Nima Arkani-Hamed (IAS Princeton)
Mitchell Institute for Fundamental Physics & Astronomy
College Station, Texas 77843
Nima Arkani-Hamed is a theoretical physicist with broad interests in high-energy physics and cosmology. He was educated at Toronto and Berkeley and was a professor of physics at Berkeley and Harvard before joining the Institute for Advanced Study in 2008. He was an inaugural recipient of the Fundamental Physics Prize in 2012 and was one of six physicists featured in the award-winning documentary "Particle Fever" in 2014.
Space-time and Quantum Mechanics are the pillars of our modern understanding of fundamental physics. But there are storm clouds on the horizon, indicating that these principles are approximate, and must be replaced with something deeper.

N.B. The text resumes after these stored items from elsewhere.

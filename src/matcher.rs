//! Linear-time exact pattern matching (Knuth-Morris-Pratt).
//!
//! The pattern is preprocessed into a failure function once; each scan of a
//! text is then a single left-to-right pass that never moves backwards in the
//! text. Matching runs in O(|text| + |pattern|) time and O(|pattern|) extra
//! space regardless of alphabet size.
//!
//! Every occurrence is reported, including overlapping ones. An empty pattern
//! matches (with zero length) at every position `0..=text.len()`.
//!
//! ```
//! use lector::matcher::find_all;
//!
//! let text: Vec<char> = "abracadabra".chars().collect();
//! let pattern: Vec<char> = "abra".chars().collect();
//! assert_eq!(find_all(&pattern, &text), vec![0, 7]);
//! ```

/// Build the failure function of a pattern.
///
/// `f[i]` is the length of the longest proper prefix of `pattern[..=i]` that
/// is also a suffix of it.
pub fn failure_function<T: PartialEq>(pattern: &[T]) -> Vec<usize> {
    let mut f = vec![0; pattern.len()];
    let mut j = 0;

    for i in 1..pattern.len() {
        while j > 0 && pattern[i] != pattern[j] {
            j = f[j - 1];
        }
        if pattern[i] == pattern[j] {
            j += 1;
        }
        f[i] = j;
    }
    f
}

/// Find the start offsets of every occurrence of `pattern` in `text`, in
/// ascending order.
pub fn find_all<T: PartialEq>(pattern: &[T], text: &[T]) -> Vec<usize> {
    Matcher::new(pattern).find_iter(text).collect()
}

/// A pattern compiled for repeated searches.
pub struct Matcher<'p, T> {
    pattern: &'p [T],
    failure: Vec<usize>,
}

impl<'p, T: PartialEq> Matcher<'p, T> {
    pub fn new(pattern: &'p [T]) -> Self {
        Self {
            pattern,
            failure: failure_function(pattern),
        }
    }

    /// Lazily iterate over match offsets in `text`.
    pub fn find_iter<'a>(&'a self, text: &'a [T]) -> Matches<'a, T> {
        Matches {
            matcher: self,
            text,
            i: 0,
            j: 0,
        }
    }
}

/// Iterator over match offsets, produced by [`Matcher::find_iter`].
pub struct Matches<'a, T> {
    matcher: &'a Matcher<'a, T>,
    text: &'a [T],
    // Text position.
    i: usize,
    // Number of pattern elements currently matched.
    j: usize,
}

impl<'a, T: PartialEq> Iterator for Matches<'a, T> {
    type Item = usize;

    fn next(&mut self) -> Option<usize> {
        let pattern = self.matcher.pattern;
        let failure = &self.matcher.failure;
        let m = pattern.len();
        let n = self.text.len();

        if m == 0 {
            if self.i > n {
                return None;
            }
            self.i += 1;
            return Some(self.i - 1);
        }

        while self.i < n {
            if self.text[self.i] == pattern[self.j] {
                self.i += 1;
                self.j += 1;
                if self.j == m {
                    self.j = failure[m - 1];
                    return Some(self.i - m);
                }
            } else if self.j > 0 {
                self.j = failure[self.j - 1];
            } else {
                self.i += 1;
            }
        }
        None
    }
}
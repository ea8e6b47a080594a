use std::path::PathBuf;

use clap::{Parser, Subcommand};

#[derive(Parser)]
#[command(name = "lector")]
#[command(about = "lector - Search text files and complete words by frequency.")]
#[command(version = env!("VERSION"))]
pub struct Cli {
    /// Path to one or more config files (merged in order). Built-in defaults
    /// are used if none are given.
    #[arg(long, global = true, action = clap::ArgAction::Append)]
    pub config: Vec<PathBuf>,

    #[command(subcommand)]
    pub command: Commands,
}

#[derive(Subcommand)]
pub enum Commands {
    /// Generate a sample config file.
    NewConfig {
        /// Output path for config file.
        #[arg(short, long, default_value = "config.toml")]
        path: PathBuf,
    },

    /// Find every occurrence of a pattern in a text file.
    Search {
        /// Text file to search.
        file: PathBuf,

        /// Pattern to look for.
        pattern: String,

        /// Ignore ASCII case (overrides the config).
        #[arg(short, long, conflicts_with = "exact")]
        ignore_case: bool,

        /// Match case exactly (overrides the config).
        #[arg(short, long)]
        exact: bool,

        /// Print the result as JSON.
        #[arg(long)]
        json: bool,
    },

    /// Suggest words from a text file that start with a prefix.
    Complete {
        /// Text file to index.
        file: PathBuf,

        /// Prefix to complete. Empty lists every word.
        #[arg(default_value = "")]
        prefix: String,

        /// Maximum number of suggestions (defaults to the config).
        #[arg(short, long)]
        limit: Option<usize>,

        /// List suggestions alphabetically instead of by frequency.
        #[arg(long)]
        unranked: bool,

        /// Print the result as JSON.
        #[arg(long)]
        json: bool,
    },

    /// Show word statistics for a text file.
    Stats {
        /// Text file to analyse.
        file: PathBuf,

        /// Number of most frequent words to list.
        #[arg(long, default_value = "10")]
        top: usize,

        /// Print the result as JSON.
        #[arg(long)]
        json: bool,
    },

    /// Interactive prompt: every line is searched and completed as you go.
    Shell {
        /// Text file to load at startup. Use `:load <file>` to switch.
        file: Option<PathBuf>,
    },
}
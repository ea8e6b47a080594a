use std::collections::BTreeMap;

/// Index of a node in the trie arena. The root is always 0.
type NodeId = usize;

const ROOT: NodeId = 0;

#[derive(Debug, Default, Clone)]
struct Node {
    /// Outgoing edges, kept ordered by character.
    children: BTreeMap<char, NodeId>,
    /// Whether some word ends at this node.
    is_end: bool,
}

/// In-memory prefix tree for word completion.
///
/// Nodes live in a single arena owned by the index; dropping the index
/// releases the whole tree at once. The tree is immutable once built and a
/// rebuild is the only way to change its contents.
#[derive(Debug, Clone)]
pub struct Autocomplete {
    nodes: Vec<Node>,
    words: usize,
}

impl Autocomplete {
    /// Build a trie from a set of words. Insertion order does not affect the
    /// shape of the tree or the order of completions.
    pub fn build<I, S>(words: I) -> Self
    where
        I: IntoIterator<Item = S>,
        S: AsRef<str>,
    {
        let mut ac = Self {
            nodes: vec![Node::default()],
            words: 0,
        };
        for w in words {
            ac.insert(w.as_ref());
        }
        ac
    }

    fn insert(&mut self, word: &str) {
        let mut cur = ROOT;
        for c in word.chars() {
            cur = match self.nodes[cur].children.get(&c) {
                Some(&next) => next,
                None => {
                    let next = self.nodes.len();
                    self.nodes.push(Node::default());
                    self.nodes[cur].children.insert(c, next);
                    next
                }
            };
        }

        if !self.nodes[cur].is_end {
            self.nodes[cur].is_end = true;
            self.words += 1;
        }
    }

    /// Walk from the root along `prefix`. Returns `None` if the path breaks.
    fn find(&self, prefix: &str) -> Option<NodeId> {
        prefix
            .chars()
            .try_fold(ROOT, |cur, c| self.nodes[cur].children.get(&c).copied())
    }

    /// Lazily enumerate every word that starts with `prefix`, depth first with
    /// children visited in ascending character order. The result is therefore
    /// in lexicographic order. An empty prefix enumerates every word.
    pub fn predictive_search(&self, prefix: &str) -> Completions<'_> {
        let stack = match self.find(prefix) {
            Some(n) => vec![(n, prefix.len(), None)],
            None => Vec::new(),
        };

        Completions {
            trie: self,
            buf: prefix.to_string(),
            stack,
        }
    }

    /// Query completions for a prefix. With a `limit`, enumeration stops as
    /// soon as that many words have been collected.
    pub fn query(&self, prefix: &str, limit: Option<usize>) -> Vec<String> {
        let it = self.predictive_search(prefix);
        match limit {
            Some(n) => it.take(n).collect(),
            None => it.collect(),
        }
    }

    /// Number of distinct words in the trie.
    pub fn len(&self) -> usize {
        self.words
    }

    pub fn is_empty(&self) -> bool {
        self.words == 0
    }

    /// Number of nodes, including the root.
    pub fn node_count(&self) -> usize {
        self.nodes.len()
    }
}

/// Iterator over completions, produced by [`Autocomplete::predictive_search`].
///
/// Uses an explicit stack, so word length is not bounded by recursion depth.
pub struct Completions<'a> {
    trie: &'a Autocomplete,
    /// Characters on the path to the node being visited.
    buf: String,
    /// Pending nodes: (node, byte length of `buf` before the edge, edge char).
    stack: Vec<(NodeId, usize, Option<char>)>,
}

impl Iterator for Completions<'_> {
    type Item = String;

    fn next(&mut self) -> Option<String> {
        while let Some((id, depth, edge)) = self.stack.pop() {
            self.buf.truncate(depth);
            if let Some(c) = edge {
                self.buf.push(c);
            }

            let node = &self.trie.nodes[id];
            let depth = self.buf.len();

            // Push in reverse so the smallest character is popped first.
            for (&c, &child) in node.children.iter().rev() {
                self.stack.push((child, depth, Some(c)));
            }

            if node.is_end {
                return Some(self.buf.clone());
            }
        }
        None
    }
}
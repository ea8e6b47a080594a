use std::path::PathBuf;

/// Failures reported by the text index.
///
/// "Nothing matched" is never an error: searches and completions return
/// empty sequences for that.
#[derive(Debug, thiserror::Error)]
pub enum Error {
    #[error("'{}' could not be read: {source}", path.display())]
    NotFound {
        path: PathBuf,
        #[source]
        source: std::io::Error,
    },
    #[error("{0}")]
    Empty(String),
    #[error("offset {offset} is out of range (corpus length {len})")]
    OutOfRange { offset: usize, len: usize },
    #[error("index has not been built")]
    NotBuilt,
    /// Host input and output, never the source text.
    #[error("io error: {0}")]
    Io(#[from] std::io::Error),
}

pub type Result<T> = std::result::Result<T, Error>;
//! Property-based tests using proptest.
//!
//! The matcher and the completion trie are checked against simple,
//! obviously-correct oracles (a brute-force scan and a filtered word list),
//! and the trie is also cross-checked against the `trie-rs` crate.

use std::collections::BTreeMap;

use lector::{find_all, rank, AlphaTokenizer, Autocomplete, Tokenizer, Vocabulary};
use proptest::prelude::*;
use proptest::sample::Index;
use trie_rs::{Trie, TrieBuilder};

// ============================================================================
// ORACLES
// ============================================================================

/// Every offset `i` where `text[i..i + |pattern|] == pattern`.
fn oracle_find_all(pattern: &[char], text: &[char]) -> Vec<usize> {
    if pattern.len() > text.len() {
        return Vec::new();
    }
    (0..=text.len() - pattern.len())
        .filter(|&i| &text[i..i + pattern.len()] == pattern)
        .collect()
}

/// Words having `prefix` as a leading substring, in lexicographic order.
fn oracle_complete(words: &[String], prefix: &str) -> Vec<String> {
    let mut out: Vec<String> = words
        .iter()
        .filter(|w| w.starts_with(prefix))
        .cloned()
        .collect();
    out.sort();
    out
}

fn chars(s: &str) -> Vec<char> {
    s.chars().collect()
}

// ============================================================================
// STRATEGIES
// ============================================================================

/// Distinct lower-case words over a small alphabet, so prefixes are shared.
fn word_set_strategy() -> impl Strategy<Value = Vec<String>> {
    prop::collection::btree_set("[a-d]{1,6}", 0..40).prop_map(|s| s.into_iter().collect())
}

/// The same word set in sorted and in shuffled insertion order.
fn two_orders_strategy() -> impl Strategy<Value = (Vec<String>, Vec<String>)> {
    word_set_strategy().prop_flat_map(|w| (Just(w.clone()), Just(w).prop_shuffle()))
}

/// Words mapped to how often they occur.
fn counts_strategy() -> impl Strategy<Value = BTreeMap<String, usize>> {
    prop::collection::btree_map("[a-e]{1,4}", 1usize..6, 1..20)
}

// ============================================================================
// MATCHER
// ============================================================================

proptest! {
    #![proptest_config(ProptestConfig::with_cases(500))]

    /// Property: the matcher reports exactly the brute-force offsets.
    #[test]
    fn prop_matches_brute_force(text in "[ab]{0,40}", pattern in "[ab]{0,6}") {
        let (t, p) = (chars(&text), chars(&pattern));
        prop_assert_eq!(find_all(&p, &t), oracle_find_all(&p, &t));
    }

    /// Property: any substring of the text, of any length from 0 to |text|,
    /// is found at its own offset and everywhere else it occurs.
    #[test]
    fn prop_substrings_found(text in "[abc]{0,40}", a in any::<Index>(), b in any::<Index>()) {
        let t = chars(&text);
        let start = a.index(t.len() + 1);
        let len = b.index(t.len() - start + 1);
        let p = &t[start..start + len];

        let found = find_all(p, &t);
        prop_assert!(found.contains(&start));
        prop_assert_eq!(found, oracle_find_all(p, &t));
    }

    /// Property: offsets are strictly ascending.
    #[test]
    fn prop_offsets_ascending(text in "[ab ]{0,60}", pattern in "[ab]{1,3}") {
        let found = find_all(&chars(&pattern), &chars(&text));
        prop_assert!(found.windows(2).all(|w| w[0] < w[1]));
    }
}

// ============================================================================
// AUTOCOMPLETE
// ============================================================================

proptest! {
    #![proptest_config(ProptestConfig::with_cases(200))]

    /// Property: the empty prefix enumerates exactly the word set.
    #[test]
    fn prop_empty_prefix_is_word_set(words in word_set_strategy()) {
        let ac = Autocomplete::build(&words);
        prop_assert_eq!(ac.query("", None), oracle_complete(&words, ""));
        prop_assert_eq!(ac.len(), words.len());
    }

    /// Property: a prefix returns exactly the words starting with it.
    #[test]
    fn prop_prefix_filter(words in word_set_strategy(), prefix in "[a-e]{0,3}") {
        let ac = Autocomplete::build(&words);
        prop_assert_eq!(ac.query(&prefix, None), oracle_complete(&words, &prefix));
    }

    /// Property: a limit returns the first `limit` words of the full result.
    #[test]
    fn prop_limit_is_prefix_of_full(words in word_set_strategy(), prefix in "[a-d]{0,2}", limit in 0usize..10) {
        let ac = Autocomplete::build(&words);
        let full = ac.query(&prefix, None);
        let limited = ac.query(&prefix, Some(limit));
        prop_assert_eq!(limited.len(), limit.min(full.len()));
        prop_assert_eq!(&limited[..], &full[..limited.len()]);
    }

    /// Property: insertion order changes neither shape nor enumeration order.
    #[test]
    fn prop_insertion_order_independent((sorted, shuffled) in two_orders_strategy(), prefix in "[a-d]{0,2}") {
        let a = Autocomplete::build(&sorted);
        let b = Autocomplete::build(&shuffled);
        prop_assert_eq!(a.node_count(), b.node_count());
        prop_assert_eq!(a.query(&prefix, None), b.query(&prefix, None));
    }

    /// Property: completions agree with trie-rs predictive search.
    #[test]
    fn prop_agrees_with_trie_rs(words in word_set_strategy(), prefix in "[a-d]{1,3}") {
        prop_assume!(!words.is_empty());

        let mut b = TrieBuilder::new();
        for w in &words {
            b.push(w);
        }
        let other: Trie<u8> = b.build();
        let mut expected: Vec<String> = other.predictive_search(&prefix).collect();
        expected.sort();

        let ac = Autocomplete::build(&words);
        prop_assert_eq!(ac.query(&prefix, None), expected);
    }
}

// ============================================================================
// RANKER AND TOKENIZER
// ============================================================================

proptest! {
    #![proptest_config(ProptestConfig::with_cases(200))]

    /// Property: ranked output is a permutation sorted by descending
    /// frequency, then ascending word.
    #[test]
    fn prop_rank_order(counts in counts_strategy()) {
        let vocab = Vocabulary::from_tokens(
            counts.iter().flat_map(|(w, &n)| std::iter::repeat_n(w.clone(), n)),
        );
        let ranked = rank(counts.keys().rev().cloned(), &vocab);

        prop_assert_eq!(ranked.len(), counts.len());
        for pair in ranked.windows(2) {
            let (a, b) = (&pair[0], &pair[1]);
            prop_assert!(
                a.frequency > b.frequency || (a.frequency == b.frequency && a.word < b.word),
                "{:?} ranked before {:?}", a, b
            );
        }
        for r in &ranked {
            prop_assert_eq!(Some(&r.frequency), counts.get(&r.word));
        }
    }

    /// Property: words are non-empty lower-case ASCII letters and the
    /// frequencies add up to the number of tokens.
    #[test]
    fn prop_vocabulary_invariants(text in "\\PC{0,80}") {
        let tokens = AlphaTokenizer.tokenize(&text);
        prop_assert!(tokens.iter().all(|w| !w.is_empty() && w.bytes().all(|b| b.is_ascii_lowercase())));

        let vocab = Vocabulary::from_text(&AlphaTokenizer, &text);
        let sum: usize = vocab.words().filter_map(|w| vocab.frequency(w)).sum();
        prop_assert_eq!(sum, vocab.total_tokens());
        prop_assert_eq!(sum, tokens.len());
        prop_assert!(tokens.iter().all(|w| vocab.contains(w)));
    }
}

The union of quantum mechanics and gravity strongly suggests that "space-time is doomed", and there are related indications of fundamental limitations to quantum mechanics in both the early and late universe. In this talk I will review these paradoxes and describe indications for a new picture where space-time and quantum mechanics will be seen to emerge hand-in-hand from more primitive principles, making contact with new areas of mathematics. I will give a concrete example of how these ideas work in the context of particle collision experiments, of the sort performed at the Large Hadron Collider.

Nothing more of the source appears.